Janey's plain language summary blog: Catatonia
This is my first blog so I’d better explain what I am doing. I read the Cochrane review (carefully) and then write a plain language summary for it. Read the plain English summary relating to this blog. have been lucky enough to go on the four day course that the Cochrane Schizophrenia Group runs to teach people how to write Cochrane reviews.

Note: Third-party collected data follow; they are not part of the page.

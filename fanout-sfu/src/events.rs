//! Internal events raised by producers and fanned out by the SFU

use crate::engine::TrackRef;
use crate::types::{FeatureSet, PeerId};

#[derive(Debug, Clone)]
pub enum SfuEvent {
    /// A producer received a new inbound track
    ProducerTrackAdded { id: PeerId, track: TrackRef },
    /// A peer published its feature set over the features channel
    FeaturesShared {
        id: PeerId,
        features: FeatureSet,
        initial_connect: bool,
    },
    /// A peer wrote to its chat channel
    ChatMessage { id: PeerId, message: String },
}

impl SfuEvent {
    #[must_use]
    pub const fn name(&self) -> &'static str {
        match self {
            Self::ProducerTrackAdded { .. } => "producer_track",
            Self::FeaturesShared { .. } => "features_shared",
            Self::ChatMessage { .. } => "chat_message",
        }
    }
}
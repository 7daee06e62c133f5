//! Remote ICE candidate handling shared by producers and consumers
//!
//! Candidates trickle in independently of the offer/answer exchange and may
//! arrive before the remote description they belong to. Those are held in a
//! FIFO queue and applied, in arrival order, once the description is set.

use crate::engine::{ConnectionKey, PeerConnection};
use crate::signaling::IceCandidate;
use std::collections::VecDeque;
use tracing::{debug, warn};

#[derive(Debug, Default)]
pub struct CandidateQueue {
    queued: VecDeque<IceCandidate>,
}

impl CandidateQueue {
    #[must_use]
    pub fn new() -> Self {
        Self::default()
    }

    #[must_use]
    pub fn len(&self) -> usize {
        self.queued.len()
    }

    #[must_use]
    pub fn is_empty(&self) -> bool {
        self.queued.is_empty()
    }

    /// Discard queued candidates that belong to a rejected description.
    pub fn clear(&mut self) {
        self.queued.clear();
    }

    /// Apply the candidate now if the remote description is in place,
    /// otherwise hold it until [`CandidateQueue::drain`] runs.
    pub async fn apply_or_queue(
        &mut self,
        connection: &dyn PeerConnection,
        candidate: IceCandidate,
        key: &ConnectionKey,
    ) {
        if connection.has_remote_description().await {
            apply_candidate(connection, candidate, key).await;
        } else {
            debug!(connection = %key, queued = self.queued.len() + 1, "Caching ICE candidate");
            self.queued.push_back(candidate);
        }
    }

    /// Apply every queued candidate in arrival order. A candidate that fails
    /// does not stop the rest. Returns how many were applied successfully.
    pub async fn drain(&mut self, connection: &dyn PeerConnection, key: &ConnectionKey) -> usize {
        if self.queued.is_empty() {
            return 0;
        }

        debug!(connection = %key, count = self.queued.len(), "Processing cached ICE candidates");
        let mut applied = 0;
        while let Some(candidate) = self.queued.pop_front() {
            if apply_candidate(connection, candidate, key).await {
                applied += 1;
            }
        }
        applied
    }
}

/// Add one remote candidate, swallowing failures.
///
/// Rejected end-of-candidates markers are expected and ignored silently;
/// anything else is logged.
pub async fn apply_candidate(
    connection: &dyn PeerConnection,
    candidate: IceCandidate,
    key: &ConnectionKey,
) -> bool {
    let end_of_candidates = candidate.is_end_of_candidates();
    match connection.add_ice_candidate(candidate).await {
        Ok(()) => true,
        Err(_) if end_of_candidates => false,
        Err(e) => {
            warn!(connection = %key, error = %e, "Unable to add ICE candidate");
            false
        }
    }
}
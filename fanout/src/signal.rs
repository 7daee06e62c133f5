//! WebSocket connection to the signaling server
//!
//! Outbound messages are drained from the SFU's channel by a writer task;
//! inbound text frames are parsed and handed to the dispatch loop.

use fanout_sfu::{InboundMessage, OutboundMessage};
use futures::{SinkExt, StreamExt};
use thiserror::Error;
use tokio::sync::mpsc;
use tokio_tungstenite::connect_async;
use tokio_tungstenite::tungstenite::{Error as WsError, Message};
use tokio_util::sync::CancellationToken;
use tracing::{debug, error, info, warn};

#[derive(Error, Debug)]
pub enum SignalingError {
    #[error("WebSocket error: {0}")]
    WebSocket(#[from] WsError),

    #[error("Serialization error: {0}")]
    Serialization(#[from] serde_json::Error),
}

/// Parse one text frame. Frames that are not valid JSON are logged and
/// skipped.
fn parse_frame(text: &str) -> Option<InboundMessage> {
    match InboundMessage::from_json(text) {
        Ok(message) => Some(message),
        Err(e) => {
            warn!(error = %e, len = text.len(), "Unparsable signaling message");
            None
        }
    }
}

/// Connect, announce the SFU, and pump messages until the socket closes or
/// `shutdown` fires.
pub async fn run(
    url: &str,
    identify: OutboundMessage,
    mut outbound: mpsc::UnboundedReceiver<OutboundMessage>,
    inbound: mpsc::UnboundedSender<InboundMessage>,
    shutdown: CancellationToken,
) -> Result<(), SignalingError> {
    let (ws_stream, _) = connect_async(url).await?;
    info!(url = %url, "Connected to signaling server");

    let (mut ws_write, mut ws_read) = ws_stream.split();
    ws_write.send(Message::Text(identify.to_json()?)).await?;

    let writer_shutdown = shutdown.clone();
    let writer = tokio::spawn(async move {
        loop {
            let message = tokio::select! {
                () = writer_shutdown.cancelled() => break,
                message = outbound.recv() => match message {
                    Some(message) => message,
                    None => break,
                },
            };
            let text = match message.to_json() {
                Ok(text) => text,
                Err(e) => {
                    error!(error = %e, "Failed to serialize signaling message");
                    continue;
                }
            };
            if let Err(e) = ws_write.send(Message::Text(text)).await {
                warn!(error = %e, "Failed to send signaling message");
                break;
            }
        }
        let _ = ws_write.close().await;
    });

    loop {
        let frame = tokio::select! {
            () = shutdown.cancelled() => break,
            frame = ws_read.next() => frame,
        };

        match frame {
            Some(Ok(Message::Text(text))) => {
                if let Some(message) = parse_frame(&text) {
                    if inbound.send(message).is_err() {
                        debug!("SFU dispatch loop gone, closing signaling");
                        break;
                    }
                }
            }
            Some(Ok(Message::Close(_))) | None => {
                info!("Signaling server closed the connection");
                break;
            }
            Some(Ok(_)) => {}
            Some(Err(e)) => {
                match &e {
                    WsError::ConnectionClosed | WsError::AlreadyClosed => {
                        debug!(error = %e, "Signaling connection closed");
                    }
                    _ => warn!(error = %e, "Signaling connection error"),
                }
                break;
            }
        }
    }

    shutdown.cancel();
    let _ = writer.await;
    Ok(())
}
mod config;
mod http;
mod logging;
mod signal;

use anyhow::Result;
use clap::Parser;
use fanout_sfu::{rtc::RtcEngine, Sfu};
use std::sync::Arc;
use tokio::sync::mpsc;
use tokio_util::sync::CancellationToken;
use tracing::{error, info};

use config::AppConfig;

#[derive(Parser, Debug)]
#[command(name = "fanout")]
#[command(about = "WebRTC selective forwarding unit", long_about = None)]
struct Args {
    /// Optional config file; environment variables take precedence
    #[arg(long, env = "FANOUT_CONFIG_PATH")]
    config: Option<String>,
}

#[tokio::main]
async fn main() -> Result<()> {
    let args = Args::parse();

    // 1. Load and validate configuration (fail fast)
    let config = AppConfig::load(args.config.as_deref())?;
    if let Err(errors) = config.validate() {
        for e in &errors {
            eprintln!("Config validation error: {e}");
        }
        return Err(anyhow::anyhow!(
            "Configuration validation failed with {} error(s)",
            errors.len()
        ));
    }

    // 2. Initialize logging
    logging::init_logging(&config.logging())?;
    info!(sfu_id = %config.sfu_id, "Fanout SFU starting...");

    // 3. Build the SFU
    let engine = RtcEngine::new()?;
    let (outbound_tx, outbound_rx) = mpsc::unbounded_channel();
    let (inbound_tx, inbound_rx) = mpsc::unbounded_channel();
    let sfu = Sfu::new(config.sfu_config()?, Arc::new(engine), outbound_tx);
    let identify = sfu.identify_message();
    let stats = sfu.subscribe_stats();

    let shutdown = CancellationToken::new();

    // 4. Optional HTTP listener
    let http_task = match config.http_address().map_err(anyhow::Error::msg)? {
        Some(addr) => {
            let shutdown = shutdown.clone();
            Some(tokio::spawn(async move {
                if let Err(e) = http::serve(addr, stats, shutdown).await {
                    error!(error = %e, "HTTP listener failed");
                }
            }))
        }
        None => {
            info!("HTTP listener disabled");
            None
        }
    };

    // 5. Dispatch loop
    let sfu_task = tokio::spawn(sfu.run(inbound_rx, shutdown.clone()));

    // 6. Signaling; the process lives as long as the connection does
    let signal_shutdown = shutdown.clone();
    let url = config.signal_server_url.clone();
    let signaling = tokio::spawn(async move {
        signal::run(&url, identify, outbound_rx, inbound_tx, signal_shutdown).await
    });

    tokio::select! {
        _ = tokio::signal::ctrl_c() => {
            info!("Received shutdown signal");
        }
        result = signaling => {
            match result {
                Ok(Ok(())) => info!("Signaling connection ended"),
                Ok(Err(e)) => error!(error = %e, "Signaling connection failed"),
                Err(e) => error!(error = %e, "Signaling task panicked"),
            }
        }
    }

    shutdown.cancel();
    if let Err(e) = sfu_task.await {
        error!(error = %e, "SFU task panicked");
    }
    if let Some(task) = http_task {
        let _ = task.await;
    }

    info!("Fanout SFU stopped");
    Ok(())
}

It was quite detailed and we learned how to identify relevant clinical trials from everything that has been published in the world. We also learned what good data was and how to do the statistics.
Doing this review taught me a lot. I’ve had catatonia and also seen someone else with it on the ward once, and we both remained in one position for a long time. Both she and I came out of it spontaneously and I thought that was what always happened.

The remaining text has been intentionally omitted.